> _Exercise requirements_: Your job is to set down the stretch of entries that opens with the line containing "pub struct CacheRecord" and closes with the line containing "upstream version string". Keep both end lines, copy each exactly, and add nothing.

> _Saved entries_:

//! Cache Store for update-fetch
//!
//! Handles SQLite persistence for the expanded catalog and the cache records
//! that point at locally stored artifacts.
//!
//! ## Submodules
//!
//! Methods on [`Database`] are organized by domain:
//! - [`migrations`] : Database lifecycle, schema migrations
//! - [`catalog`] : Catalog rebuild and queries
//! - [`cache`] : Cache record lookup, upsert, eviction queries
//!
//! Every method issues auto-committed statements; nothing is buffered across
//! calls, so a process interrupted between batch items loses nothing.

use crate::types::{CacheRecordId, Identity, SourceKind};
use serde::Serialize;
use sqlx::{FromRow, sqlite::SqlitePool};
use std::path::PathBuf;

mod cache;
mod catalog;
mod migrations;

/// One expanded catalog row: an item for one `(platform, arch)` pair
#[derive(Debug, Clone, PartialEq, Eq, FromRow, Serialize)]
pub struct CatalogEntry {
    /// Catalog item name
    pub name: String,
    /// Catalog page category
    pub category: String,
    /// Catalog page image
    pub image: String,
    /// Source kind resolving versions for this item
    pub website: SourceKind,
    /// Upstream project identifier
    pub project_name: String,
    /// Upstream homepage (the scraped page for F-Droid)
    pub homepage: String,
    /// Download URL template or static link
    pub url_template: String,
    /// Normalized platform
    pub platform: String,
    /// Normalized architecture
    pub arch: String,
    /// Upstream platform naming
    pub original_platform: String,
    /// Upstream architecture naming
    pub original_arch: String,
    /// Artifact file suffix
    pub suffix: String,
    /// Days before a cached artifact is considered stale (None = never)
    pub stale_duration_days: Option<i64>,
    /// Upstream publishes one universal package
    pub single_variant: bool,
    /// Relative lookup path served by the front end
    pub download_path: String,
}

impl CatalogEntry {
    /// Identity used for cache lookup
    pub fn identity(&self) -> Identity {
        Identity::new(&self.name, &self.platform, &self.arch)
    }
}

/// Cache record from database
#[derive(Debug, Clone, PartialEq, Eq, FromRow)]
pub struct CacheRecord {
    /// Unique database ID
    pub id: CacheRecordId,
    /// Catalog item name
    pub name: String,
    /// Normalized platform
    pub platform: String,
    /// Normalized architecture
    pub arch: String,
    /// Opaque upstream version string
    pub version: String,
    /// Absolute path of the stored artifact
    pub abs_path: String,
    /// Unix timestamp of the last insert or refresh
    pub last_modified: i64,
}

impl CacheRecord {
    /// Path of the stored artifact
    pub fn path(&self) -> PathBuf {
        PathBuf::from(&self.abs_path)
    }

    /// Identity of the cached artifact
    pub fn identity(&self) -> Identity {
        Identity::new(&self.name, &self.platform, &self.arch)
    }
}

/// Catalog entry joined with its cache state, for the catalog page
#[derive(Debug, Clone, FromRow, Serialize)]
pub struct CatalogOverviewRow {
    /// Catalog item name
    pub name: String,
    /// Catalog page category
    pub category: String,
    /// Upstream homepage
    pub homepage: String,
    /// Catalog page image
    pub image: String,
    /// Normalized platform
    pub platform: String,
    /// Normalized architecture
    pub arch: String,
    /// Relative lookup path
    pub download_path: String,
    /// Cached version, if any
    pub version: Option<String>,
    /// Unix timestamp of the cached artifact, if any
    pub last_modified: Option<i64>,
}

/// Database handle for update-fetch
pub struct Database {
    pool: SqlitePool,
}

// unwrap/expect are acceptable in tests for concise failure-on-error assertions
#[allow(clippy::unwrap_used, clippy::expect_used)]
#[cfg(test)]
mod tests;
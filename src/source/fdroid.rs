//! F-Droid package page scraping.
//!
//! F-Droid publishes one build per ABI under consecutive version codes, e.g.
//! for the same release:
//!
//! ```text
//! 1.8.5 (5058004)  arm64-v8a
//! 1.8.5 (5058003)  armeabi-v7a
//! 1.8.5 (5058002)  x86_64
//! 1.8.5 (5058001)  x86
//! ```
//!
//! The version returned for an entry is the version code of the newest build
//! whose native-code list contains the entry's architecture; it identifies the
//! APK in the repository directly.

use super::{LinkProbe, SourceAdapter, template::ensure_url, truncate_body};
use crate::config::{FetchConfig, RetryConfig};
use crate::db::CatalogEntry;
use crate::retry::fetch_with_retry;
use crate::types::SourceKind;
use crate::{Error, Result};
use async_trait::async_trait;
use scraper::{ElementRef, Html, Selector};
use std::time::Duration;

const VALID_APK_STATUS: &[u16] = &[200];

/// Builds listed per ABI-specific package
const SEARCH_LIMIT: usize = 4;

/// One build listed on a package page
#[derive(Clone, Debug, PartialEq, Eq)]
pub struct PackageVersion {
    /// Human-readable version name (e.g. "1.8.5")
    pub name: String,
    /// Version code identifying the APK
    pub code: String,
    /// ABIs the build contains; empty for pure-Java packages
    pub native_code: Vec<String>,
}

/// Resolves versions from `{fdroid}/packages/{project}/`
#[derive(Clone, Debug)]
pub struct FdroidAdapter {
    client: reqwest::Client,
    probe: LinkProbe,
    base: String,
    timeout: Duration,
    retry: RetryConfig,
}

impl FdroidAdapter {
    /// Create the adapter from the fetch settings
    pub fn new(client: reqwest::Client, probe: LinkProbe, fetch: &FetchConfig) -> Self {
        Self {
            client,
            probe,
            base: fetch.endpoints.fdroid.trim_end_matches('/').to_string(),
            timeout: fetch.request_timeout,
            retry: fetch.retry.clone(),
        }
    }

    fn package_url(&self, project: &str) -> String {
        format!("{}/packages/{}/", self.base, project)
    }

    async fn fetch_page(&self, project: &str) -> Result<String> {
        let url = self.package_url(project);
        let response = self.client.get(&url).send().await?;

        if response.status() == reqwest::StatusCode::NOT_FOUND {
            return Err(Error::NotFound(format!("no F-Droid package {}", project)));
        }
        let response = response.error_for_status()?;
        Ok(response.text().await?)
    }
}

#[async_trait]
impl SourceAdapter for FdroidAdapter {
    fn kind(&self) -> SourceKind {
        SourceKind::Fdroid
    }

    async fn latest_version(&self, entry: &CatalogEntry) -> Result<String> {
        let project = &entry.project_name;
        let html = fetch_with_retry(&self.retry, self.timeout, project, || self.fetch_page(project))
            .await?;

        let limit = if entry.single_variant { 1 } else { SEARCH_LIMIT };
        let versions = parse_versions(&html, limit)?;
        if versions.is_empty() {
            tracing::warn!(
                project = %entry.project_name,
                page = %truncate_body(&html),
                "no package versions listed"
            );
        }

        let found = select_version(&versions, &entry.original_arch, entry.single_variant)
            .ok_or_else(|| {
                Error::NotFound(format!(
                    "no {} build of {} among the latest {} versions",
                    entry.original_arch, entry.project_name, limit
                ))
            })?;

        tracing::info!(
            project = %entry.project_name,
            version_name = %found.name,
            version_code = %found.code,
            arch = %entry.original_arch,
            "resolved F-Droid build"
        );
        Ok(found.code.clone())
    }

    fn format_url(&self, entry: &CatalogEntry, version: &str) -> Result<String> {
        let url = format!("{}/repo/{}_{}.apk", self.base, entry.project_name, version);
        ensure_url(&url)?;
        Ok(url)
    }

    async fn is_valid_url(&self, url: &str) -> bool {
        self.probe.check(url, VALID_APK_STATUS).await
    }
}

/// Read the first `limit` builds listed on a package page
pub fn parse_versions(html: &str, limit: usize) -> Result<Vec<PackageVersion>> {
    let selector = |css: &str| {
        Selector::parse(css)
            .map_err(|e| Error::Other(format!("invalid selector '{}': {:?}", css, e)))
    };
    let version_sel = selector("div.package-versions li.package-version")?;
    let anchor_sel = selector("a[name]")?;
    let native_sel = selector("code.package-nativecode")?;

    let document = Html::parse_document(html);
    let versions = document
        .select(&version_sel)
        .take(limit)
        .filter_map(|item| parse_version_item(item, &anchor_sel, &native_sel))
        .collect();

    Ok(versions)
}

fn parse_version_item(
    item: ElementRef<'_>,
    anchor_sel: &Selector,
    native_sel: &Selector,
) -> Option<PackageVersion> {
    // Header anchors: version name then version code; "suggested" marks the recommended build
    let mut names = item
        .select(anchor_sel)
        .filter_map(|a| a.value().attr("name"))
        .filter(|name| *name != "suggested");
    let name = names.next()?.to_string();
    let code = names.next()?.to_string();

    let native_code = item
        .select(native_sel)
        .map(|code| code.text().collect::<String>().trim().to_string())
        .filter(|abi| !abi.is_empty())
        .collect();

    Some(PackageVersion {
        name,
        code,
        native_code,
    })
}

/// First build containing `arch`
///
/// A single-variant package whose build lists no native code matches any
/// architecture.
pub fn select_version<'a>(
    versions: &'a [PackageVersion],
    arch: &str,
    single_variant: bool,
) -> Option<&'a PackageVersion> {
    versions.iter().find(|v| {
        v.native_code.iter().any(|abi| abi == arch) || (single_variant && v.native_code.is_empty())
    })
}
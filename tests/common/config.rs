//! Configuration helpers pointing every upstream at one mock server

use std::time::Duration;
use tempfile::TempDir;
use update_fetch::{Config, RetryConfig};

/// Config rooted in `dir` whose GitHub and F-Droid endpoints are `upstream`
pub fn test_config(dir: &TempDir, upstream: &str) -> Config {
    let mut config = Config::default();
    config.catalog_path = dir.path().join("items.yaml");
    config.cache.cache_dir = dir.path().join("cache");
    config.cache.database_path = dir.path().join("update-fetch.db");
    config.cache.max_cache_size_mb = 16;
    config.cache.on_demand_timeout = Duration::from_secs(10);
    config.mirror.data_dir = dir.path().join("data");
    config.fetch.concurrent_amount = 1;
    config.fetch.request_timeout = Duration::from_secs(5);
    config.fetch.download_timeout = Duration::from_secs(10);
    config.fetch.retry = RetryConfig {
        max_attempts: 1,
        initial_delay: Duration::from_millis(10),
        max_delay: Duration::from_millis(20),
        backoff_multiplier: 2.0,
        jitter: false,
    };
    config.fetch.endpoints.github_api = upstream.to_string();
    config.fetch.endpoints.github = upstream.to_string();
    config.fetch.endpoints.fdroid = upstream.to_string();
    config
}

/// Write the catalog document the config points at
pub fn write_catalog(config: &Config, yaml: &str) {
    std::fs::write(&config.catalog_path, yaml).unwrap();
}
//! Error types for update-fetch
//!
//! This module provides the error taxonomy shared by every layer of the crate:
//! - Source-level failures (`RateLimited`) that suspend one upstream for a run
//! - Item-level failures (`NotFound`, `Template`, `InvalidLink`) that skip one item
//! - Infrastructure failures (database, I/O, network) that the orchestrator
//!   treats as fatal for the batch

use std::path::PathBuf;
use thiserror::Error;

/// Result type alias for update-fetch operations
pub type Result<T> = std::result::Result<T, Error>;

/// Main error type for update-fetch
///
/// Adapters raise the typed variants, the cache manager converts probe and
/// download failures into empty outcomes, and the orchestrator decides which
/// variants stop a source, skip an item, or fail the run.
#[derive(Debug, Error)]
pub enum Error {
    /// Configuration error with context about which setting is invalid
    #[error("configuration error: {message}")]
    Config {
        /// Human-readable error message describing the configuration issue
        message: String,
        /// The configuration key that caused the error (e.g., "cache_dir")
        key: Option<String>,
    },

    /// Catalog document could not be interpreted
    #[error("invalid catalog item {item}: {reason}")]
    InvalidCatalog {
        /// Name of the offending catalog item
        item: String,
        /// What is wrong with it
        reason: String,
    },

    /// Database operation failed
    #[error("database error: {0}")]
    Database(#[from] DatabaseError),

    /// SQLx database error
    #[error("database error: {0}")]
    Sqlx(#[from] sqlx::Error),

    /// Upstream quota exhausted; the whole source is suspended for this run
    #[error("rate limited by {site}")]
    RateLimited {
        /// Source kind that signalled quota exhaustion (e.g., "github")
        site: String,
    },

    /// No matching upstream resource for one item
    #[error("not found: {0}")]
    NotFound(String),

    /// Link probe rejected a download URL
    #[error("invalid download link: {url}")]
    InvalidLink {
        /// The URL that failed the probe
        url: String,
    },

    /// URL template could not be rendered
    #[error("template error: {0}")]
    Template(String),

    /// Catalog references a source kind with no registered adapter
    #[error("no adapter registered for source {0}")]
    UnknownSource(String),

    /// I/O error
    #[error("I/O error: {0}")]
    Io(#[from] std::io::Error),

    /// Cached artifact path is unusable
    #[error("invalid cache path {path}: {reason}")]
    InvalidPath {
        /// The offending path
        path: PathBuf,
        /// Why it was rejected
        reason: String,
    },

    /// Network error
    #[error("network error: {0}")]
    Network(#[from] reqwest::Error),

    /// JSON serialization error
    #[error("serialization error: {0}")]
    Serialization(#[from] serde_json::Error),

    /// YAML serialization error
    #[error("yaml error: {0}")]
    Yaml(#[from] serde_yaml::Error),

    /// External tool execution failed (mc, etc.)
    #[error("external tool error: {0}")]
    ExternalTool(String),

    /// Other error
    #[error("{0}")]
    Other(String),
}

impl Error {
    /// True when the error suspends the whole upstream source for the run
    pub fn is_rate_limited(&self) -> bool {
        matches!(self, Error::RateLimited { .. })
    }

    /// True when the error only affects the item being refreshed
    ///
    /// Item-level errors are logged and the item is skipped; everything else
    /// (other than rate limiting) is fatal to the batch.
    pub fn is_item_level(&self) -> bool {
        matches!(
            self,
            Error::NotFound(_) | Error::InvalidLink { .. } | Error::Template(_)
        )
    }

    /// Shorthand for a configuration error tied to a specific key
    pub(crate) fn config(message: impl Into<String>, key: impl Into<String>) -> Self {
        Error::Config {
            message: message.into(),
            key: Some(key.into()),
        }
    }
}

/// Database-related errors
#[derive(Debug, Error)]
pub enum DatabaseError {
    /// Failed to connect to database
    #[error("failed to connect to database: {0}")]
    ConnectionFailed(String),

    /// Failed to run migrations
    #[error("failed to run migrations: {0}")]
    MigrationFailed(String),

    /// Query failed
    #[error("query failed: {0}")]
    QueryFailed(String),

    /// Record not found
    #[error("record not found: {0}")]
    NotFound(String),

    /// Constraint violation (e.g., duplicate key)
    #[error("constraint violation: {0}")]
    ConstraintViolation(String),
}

> _Expected answer_:
pub struct CacheRecord {
    /// Unique database ID
    pub id: CacheRecordId,
    /// Catalog item name
    pub name: String,
    /// Normalized platform
    pub platform: String,
    /// Normalized architecture
    pub arch: String,
    /// Opaque upstream version string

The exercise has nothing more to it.